Source material:

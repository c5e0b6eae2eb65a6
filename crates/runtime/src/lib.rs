//! Single-threaded Model-View-Update runtime.
//!
//! One queue, one consumer: every message goes through `update`, the new model through `view`,
//! the new tree is aligned with and diffed against the one the host shows, and the patches
//! cross to the [`PatchExecutor`] as one encoded batch per cycle. Handler bindings, commands and
//! subscriptions are driven from the same loop.

mod command;
mod config;
mod effects;
mod error;
mod executor;
mod nav;
mod program;
mod registry;
mod runtime;
mod subscription;

pub use crate::command::{Command, Navigation};
pub use crate::config::{ConfigError, RuntimeConfig};
pub use crate::effects::{EffectInterpreter, NoEffects, ThreadInterpreter};
pub use crate::error::RuntimeError;
pub use crate::executor::{ExecutorError, PatchExecutor};
pub use crate::nav::{History, LocationChange};
pub use crate::program::{Program, UrlRequest};
pub use crate::registry::{DispatchError, HandlerRegistry, RegistryError};
pub use crate::runtime::{RunState, Runtime};
pub use crate::subscription::{
    ActiveSource, EventSource, ReconcileStats, Source, Subscription, SubscriptionId,
};
pub use bus::{MessageSender, SourcePayload, SourceSink};
pub use url::Url;
#[cfg(test)]
mod tests {
    use super::*;
    use core_types::AttrId;

    fn text(id: &str, value: &str) -> PatchNode {
        PatchNode::Text {
            id: NodeId::from(id),
            value: value.to_string(),
        }
    }

    fn element(id: &str, tag: &str, children: Vec<PatchNode>) -> PatchNode {
        PatchNode::Element {
            id: NodeId::from(id),
            tag: Arc::from(tag),
            attributes: Vec::new(),
            children,
        }
    }

    fn mounted() -> DomStore {
        let mut store = DomStore::new();
        store
            .apply(&[Patch::InsertBefore {
                parent: NodeId::host_root(),
                before: None,
                node: element(
                    "ul",
                    "ul",
                    vec![
                        element("a", "li", vec![text("ta", "A")]),
                        element("b", "li", vec![text("tb", "B")]),
                        element("c", "li", vec![text("tc", "C")]),
                    ],
                ),
            }])
            .unwrap();
        store
    }

    fn order(store: &DomStore) -> String {
        store.text_content(&NodeId::from("ul")).unwrap()
    }

    #[test]
    fn insert_move_and_remove() {
        let mut store = mounted();
        assert_eq!(order(&store), "ABC");
        assert_eq!(store.len(), 7);
        assert_eq!(store.parent(&NodeId::from("a")), Some(&NodeId::from("ul")));

        store
            .apply(&[
                Patch::MoveChild {
                    parent: NodeId::from("ul"),
                    child: NodeId::from("c"),
                    before: Some(NodeId::from("a")),
                },
                Patch::InsertBefore {
                    parent: NodeId::from("ul"),
                    before: Some(NodeId::from("b")),
                    node: element("d", "li", vec![text("td", "D")]),
                },
                Patch::RemoveChild {
                    parent: NodeId::from("ul"),
                    child: NodeId::from("a"),
                },
            ])
            .unwrap();
        assert_eq!(order(&store), "CDB");
        assert!(!store.contains(&NodeId::from("ta")));
    }

    #[test]
    fn move_to_end() {
        let mut store = mounted();
        store
            .apply(&[Patch::MoveChild {
                parent: NodeId::from("ul"),
                child: NodeId::from("a"),
                before: None,
            }])
            .unwrap();
        assert_eq!(order(&store), "BCA");
    }

    #[test]
    fn set_attribute_updates_in_place() {
        let mut store = mounted();
        let set = |value: &str| Patch::SetAttribute {
            node: NodeId::from("a"),
            attr: AttrId::from("x1"),
            name: Arc::from("class"),
            value: value.to_string(),
        };
        store.apply(&[set("on"), set("off")]).unwrap();
        assert_eq!(store.find_element("class", "off"), Some(NodeId::from("a")));
        assert_eq!(store.find_element("class", "on"), None);

        store
            .apply(&[Patch::RemoveAttribute {
                node: NodeId::from("a"),
                attr: AttrId::from("x1"),
                name: Arc::from("class"),
            }])
            .unwrap();
        assert_eq!(store.find_element("class", "off"), None);
    }

    #[test]
    fn clear_children_drops_the_subtrees() {
        let mut store = mounted();
        store
            .apply(&[Patch::ClearChildren {
                parent: NodeId::from("ul"),
            }])
            .unwrap();
        assert_eq!(store.len(), 1);
        assert_eq!(order(&store), "");
    }

    #[test]
    fn handler_bindings_follow_patches() {
        let mut store = mounted();
        let command = CommandId::from("c1");
        store
            .apply(&[Patch::AddHandler {
                node: NodeId::from("b"),
                event: Arc::from("click"),
                command: command.clone(),
                payload: PayloadKind::None,
            }])
            .unwrap();
        assert_eq!(
            store.binding(&NodeId::from("b"), "click").map(|b| &b.command),
            Some(&command)
        );

        let again = store.apply(&[Patch::AddHandler {
            node: NodeId::from("a"),
            event: Arc::from("click"),
            command: command.clone(),
            payload: PayloadKind::None,
        }]);
        assert!(matches!(again, Err(StoreError::DuplicateCommand(_))));

        store
            .apply(&[Patch::RemoveHandler {
                node: NodeId::from("b"),
                event: Arc::from("click"),
                command: command.clone(),
            }])
            .unwrap();
        assert!(!store.is_bound(&command));
        assert_eq!(store.listener_count(), 0);
    }

    #[test]
    fn removing_a_node_drops_stale_listeners() {
        let mut store = mounted();
        store
            .apply(&[
                Patch::AddHandler {
                    node: NodeId::from("c"),
                    event: Arc::from("click"),
                    command: CommandId::from("c9"),
                    payload: PayloadKind::Pointer,
                },
                Patch::RemoveChild {
                    parent: NodeId::from("ul"),
                    child: NodeId::from("c"),
                },
            ])
            .unwrap();
        assert_eq!(store.listener_count(), 0);
    }

    #[test]
    fn structural_errors() {
        let mut store = mounted();
        let err = store
            .apply(&[Patch::RemoveChild {
                parent: NodeId::from("a"),
                child: NodeId::from("b"),
            }])
            .unwrap_err();
        assert!(matches!(err, StoreError::NotAChild { .. }));

        let err = store
            .apply(&[Patch::SetText {
                node: NodeId::from("a"),
                value: "x".into(),
            }])
            .unwrap_err();
        assert!(matches!(err, StoreError::WrongNodeKind(_)));

        let err = store
            .apply(&[Patch::InsertBefore {
                parent: NodeId::from("ul"),
                before: None,
                node: text("ta", "dup"),
            }])
            .unwrap_err();
        assert!(matches!(err, StoreError::DuplicateNode(_)));
    }

    #[test]
    fn failed_batch_leaves_the_document_untouched() {
        let mut store = DomStore::new();
        store
            .apply(&[Patch::InsertBefore {
                parent: NodeId::host_root(),
                before: None,
                node: element("p", "p", vec![text("t", "old")]),
            }])
            .unwrap();
        let batch = wire::encode(&[
            Patch::SetText {
                node: NodeId::from("t"),
                value: "new".into(),
            },
            Patch::SetTitle {
                title: "changed".into(),
            },
            Patch::RemoveChild {
                parent: NodeId::from("p"),
                child: NodeId::from("missing"),
            },
        ]);

        let err = store.apply_batch(RenderVersion(1), &batch).unwrap_err();
        assert!(matches!(err, StoreError::NotAChild { .. }));
        assert_eq!(store.text_content(&NodeId::from("p")).unwrap(), "old");
        assert_eq!(store.title(), "");
        assert_eq!(store.version(), RenderVersion::INITIAL);
        assert_eq!(store.batches_applied(), 0);

        // The same version can be retried once the batch is fixed.
        let batch = wire::encode(&[Patch::SetText {
            node: NodeId::from("t"),
            value: "new".into(),
        }]);
        assert_eq!(store.apply_batch(RenderVersion(1), &batch).unwrap(), 1);
        assert_eq!(store.text_content(&NodeId::from("p")).unwrap(), "new");
    }

    #[test]
    fn failed_batch_keeps_listeners() {
        let mut store = mounted();
        let add = |node: &str, command: &str| Patch::AddHandler {
            node: NodeId::from(node),
            event: Arc::from("click"),
            command: CommandId::from(command),
            payload: PayloadKind::None,
        };
        store.apply(&[add("a", "c1")]).unwrap();
        let err = store
            .apply(&[
                Patch::RemoveHandler {
                    node: NodeId::from("a"),
                    event: Arc::from("click"),
                    command: CommandId::from("c1"),
                },
                add("b", "c2"),
                add("c", "c2"),
            ])
            .unwrap_err();
        assert!(matches!(err, StoreError::DuplicateCommand(_)));
        assert!(store.is_bound(&CommandId::from("c1")));
        assert!(!store.is_bound(&CommandId::from("c2")));
        assert_eq!(store.listener_count(), 1);
    }

    #[test]
    fn one_node_can_listen_twice_to_an_event() {
        let mut store = mounted();
        let add = |command: &str| Patch::AddHandler {
            node: NodeId::from("a"),
            event: Arc::from("click"),
            command: CommandId::from(command),
            payload: PayloadKind::None,
        };
        store.apply(&[add("first"), add("second")]).unwrap();
        let node = NodeId::from("a");
        let commands: Vec<_> = store
            .bindings(&node, "click")
            .map(|b| b.command.as_str())
            .collect();
        assert_eq!(commands, ["first", "second"]);
        assert_eq!(
            store.binding(&node, "click").map(|b| &b.command),
            Some(&CommandId::from("first"))
        );

        store
            .apply(&[Patch::RemoveHandler {
                node: node.clone(),
                event: Arc::from("click"),
                command: CommandId::from("first"),
            }])
            .unwrap();
        assert_eq!(
            store.binding(&node, "click").map(|b| &b.command),
            Some(&CommandId::from("second"))
        );
        assert_eq!(store.listener_count(), 1);

        let err = store
            .apply(&[Patch::RemoveHandler {
                node: node.clone(),
                event: Arc::from("input"),
                command: CommandId::from("second"),
            }])
            .unwrap_err();
        assert!(matches!(err, StoreError::MissingListener { .. }));
    }

    #[test]
    fn batches_must_arrive_in_version_order() {
        let mut store = DomStore::new();
        let batch = wire::encode(&[Patch::SetTitle {
            title: "Hi".into(),
        }]);
        let err = store.apply_batch(RenderVersion(2), &batch).unwrap_err();
        assert!(matches!(err, StoreError::VersionMismatch { .. }));

        assert_eq!(store.apply_batch(RenderVersion(1), &batch).unwrap(), 1);
        assert_eq!(store.title(), "Hi");
        assert_eq!(store.version(), RenderVersion(1));
        assert_eq!(store.batches_applied(), 1);
    }

    #[test]
    fn malformed_batches_touch_nothing() {
        let mut store = mounted();
        let err = store.apply_batch(RenderVersion(1), &[0, 99]).unwrap_err();
        assert!(matches!(err, StoreError::Protocol(_)));
        assert_eq!(store.version(), RenderVersion::INITIAL);
        assert_eq!(order(&store), "ABC");
    }
}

Work task:
Search the entries for the word "first" and copy every line that has it.

Written answer:
        store.apply(&[add("first"), add("second")]).unwrap();
        assert_eq!(commands, ["first", "second"]);
            Some(&CommandId::from("first"))
                command: CommandId::from("first"),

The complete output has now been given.